Scomparve.. ma dove andò? Cosa fece?
Qui cerco di ripercorrere i suoi ultimi momenti di vita dopo essere stato definitivamente sconfitto da Yugo! Adoro Wakfu ed ho adorato questo personaggio ed ho provato a.. scriverci su qualcosa!
Attenzione, personaggio leggermente OOC rispetto alla serie originale!

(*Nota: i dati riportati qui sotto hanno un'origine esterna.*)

//! Decoding: JSON values into typed and dynamic values.

// -----------------------------------------------------------------------------
// Modules

mod decoder;

// -----------------------------------------------------------------------------
// Exports

pub use decoder::Decoder;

SPOILER per chi non ha ancora finito di vedere la Prima Serie di Wakfu!

 


Noximillien
- L'Ultima Ora -

 Nulla rompeva la quiete.
 Sulla spiaggia di sabbia chiara le onde si frangevano una dopo l’altra con un mormorio appena accennato, il vento vibrava leggero facendo stormire timidamente le foglie degli alberi che crescevano al limitare dell’inizio della costa. Pochi in verità, visto che l’isola dove si trovavano era grande a stento pochi metri quadri, un piccolissimo appezzamento di terra su una distesa di mare senza fine. A poca distanza, altri piccoli ciuffi di sabbia su cui affioravano timide piantine sospinte da una dolce brezza. Il cielo era terso con poche nuvole ad interromperlo ed un sole luminoso ma che non bruciava.

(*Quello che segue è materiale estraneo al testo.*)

use core::any::{Any, type_name};
use core::fmt;
use std::sync::Arc;

use indexmap::IndexMap;

use crate::error::ConfigurationError;
use crate::info::access::{DecodeHook, EncodeHook, Lens};
use crate::info::field::normalize;
use crate::info::{DescriptorBuilder, FieldDescriptor, Schema};
use crate::value::{ChangeSet, OpenMap};

// -----------------------------------------------------------------------------
// TypeDescriptor

pub(crate) struct NamedHook<H: ?Sized> {
    pub wire_name: &'static str,
    pub hook: Arc<H>,
}

/// The resolved wire layout of a [`Schema`] type.
///
/// Fields are keyed by normalized wire name and keep declaration order, with
/// flattened components first. Descriptors are immutable once built and are
/// shared through the registry's cache.
pub struct TypeDescriptor {
    pub(crate) name: &'static str,
    pub(crate) path: &'static str,
    pub(crate) fields: IndexMap<String, FieldDescriptor>,
    pub(crate) decode_hooks: IndexMap<String, NamedHook<dyn DecodeHook>>,
    pub(crate) encode_hooks: IndexMap<String, NamedHook<dyn EncodeHook>>,
    pub(crate) open_map: Option<Arc<dyn Lens<OpenMap>>>,
    pub(crate) change_set: Option<Arc<dyn Lens<ChangeSet>>>,
}

impl TypeDescriptor {
    /// Builds the descriptor of `T` from its [`Schema::describe`].
    pub fn of<T: Schema>() -> Result<Self, ConfigurationError> {
        let mut builder = DescriptorBuilder::<T>::new();
        T::describe(&mut builder);
        builder.build()
    }

    /// Short type name.
    #[inline]
    pub fn name(&self) -> &'static str {
        self.name
    }

    /// Full Rust type path.
    #[inline]
    pub fn path(&self) -> &'static str {
        self.path
    }

    #[inline]
    pub fn len(&self) -> usize {
        self.fields.len()
    }

    #[inline]
    pub fn is_empty(&self) -> bool {
        self.fields.is_empty()
    }

    /// Fields in emission order.
    pub fn fields(&self) -> impl Iterator<Item = &FieldDescriptor> {
        self.fields.values()
    }

    /// Looks up a field by wire name, ignoring case.
    pub fn field(&self, wire_name: &str) -> Option<&FieldDescriptor> {
        self.fields.get(&normalize(wire_name))
    }

    pub(crate) fn field_by_key(&self, key: &str) -> Option<&FieldDescriptor> {
        self.fields.get(key)
    }

    pub fn has_decode_override(&self, wire_name: &str) -> bool {
        self.decode_hooks.contains_key(&normalize(wire_name))
    }

    pub fn has_encode_override(&self, wire_name: &str) -> bool {
        self.encode_hooks.contains_key(&normalize(wire_name))
    }

    /// Returns `true` if unmapped properties are captured instead of dropped.
    #[inline]
    pub fn has_open_map(&self) -> bool {
        self.open_map.is_some()
    }

    #[inline]
    pub fn has_change_set(&self) -> bool {
        self.change_set.is_some()
    }

    pub(crate) fn decode_hook(&self, key: &str) -> Option<&NamedHook<dyn DecodeHook>> {
        self.decode_hooks.get(key)
    }

    pub(crate) fn encode_hook(&self, key: &str) -> Option<&NamedHook<dyn EncodeHook>> {
        self.encode_hooks.get(key)
    }

    pub(crate) fn open_map<'a>(&self, target: &'a dyn Any) -> Option<&'a OpenMap> {
        self.open_map.as_ref()?.get(target)
    }

    pub(crate) fn open_map_mut<'a>(&self, target: &'a mut dyn Any) -> Option<&'a mut OpenMap> {
        self.open_map.as_ref()?.get_mut(target)
    }

    pub(crate) fn change_set<'a>(&self, target: &'a dyn Any) -> Option<&'a ChangeSet> {
        self.change_set.as_ref()?.get(target)
    }

    pub(crate) fn empty<T>(name: &'static str) -> Self {
        Self {
            name,
            path: type_name::<T>(),
            fields: IndexMap::new(),
            decode_hooks: IndexMap::new(),
            encode_hooks: IndexMap::new(),
            open_map: None,
            change_set: None,
        }
    }
}

impl fmt::Debug for TypeDescriptor {
    fn fmt(&self, f: &mut fmt::Formatter<'_>) -> fmt::Result {
        f.debug_struct("TypeDescriptor")
            .field("name", &self.name)
            .field("fields", &self.fields.values().collect::<Vec<_>>())
            .field("decode_overrides", &self.decode_hooks.keys().collect::<Vec<_>>())
            .field("encode_overrides", &self.encode_hooks.keys().collect::<Vec<_>>())
            .field("open_map", &self.open_map.is_some())
            .field("change_set", &self.change_set.is_some())
            .finish()
    }
}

 Improvvisamente su questo piccolo paradiso naturale si sente un rumore elettrico ed improvviso, seguito da un bagliore azzurrino, malsano. Sul bagnasciuga compare una figura metallica che si accasciò sulla sabbia mentre il mare lambì i suoi stivali di ferro e le sue ginocchia quando queste ultime crollarono a terra. Un bagliore di energia, a stento una scintilla leggera, brillava in occhielli di vetro in prossimità delle ginocchia e sul petto, ed anche in quelli che dovevano essere i suoi occhi. Il volto era una maschera di metallo rovinato, un elmo di fattezze quasi scheletriche. Il resto del corpo era totalmente avvolto da bende marroncine, tanto erano sporche ed usurate, e non un lembo di pelle era visibile.
 Persino le mani erano avvolte dalle bende e sui palmi erano presenti i medesimi occhielli di vetro entro cui brillava quell’insolita energia azzurrina. Ma era in procinto di spegnersi come la sua intera figura devastata. Le mani caddero al suolo iniziando a trascinare il corpo all’asciutto verso quelle che sembravano quattro rocce che formavano un semplice semicerchio in una piccola radura ombrosa entro cui penetravano pochi raggi solari ma abbastanza per generare una tiepida ed accogliente atmosfera.
 L’uomo di metallo tossì un paio di volte mentre si avvicinava, per poi rialzarsi in piedi una volta uscito dall’acqua ed avanzare lentamente, un passo dopo l’altro verso il cerchio di rocce. Le braccia erano penzoloni, apparentemente prive di forza e le bende degli arti inferiori bagnate dal mare. Un rumore di ferraglia accompagnava la sua figura, unita a piccoli rumori di scariche elettriche dalla luce sul torace, sempre più debole.
 «Finalmente..» mormorò con voce resa metallica dalla maschera, crollando di nuovo in ginocchio ora davanti alle rocce «..papà è tornato a casa.»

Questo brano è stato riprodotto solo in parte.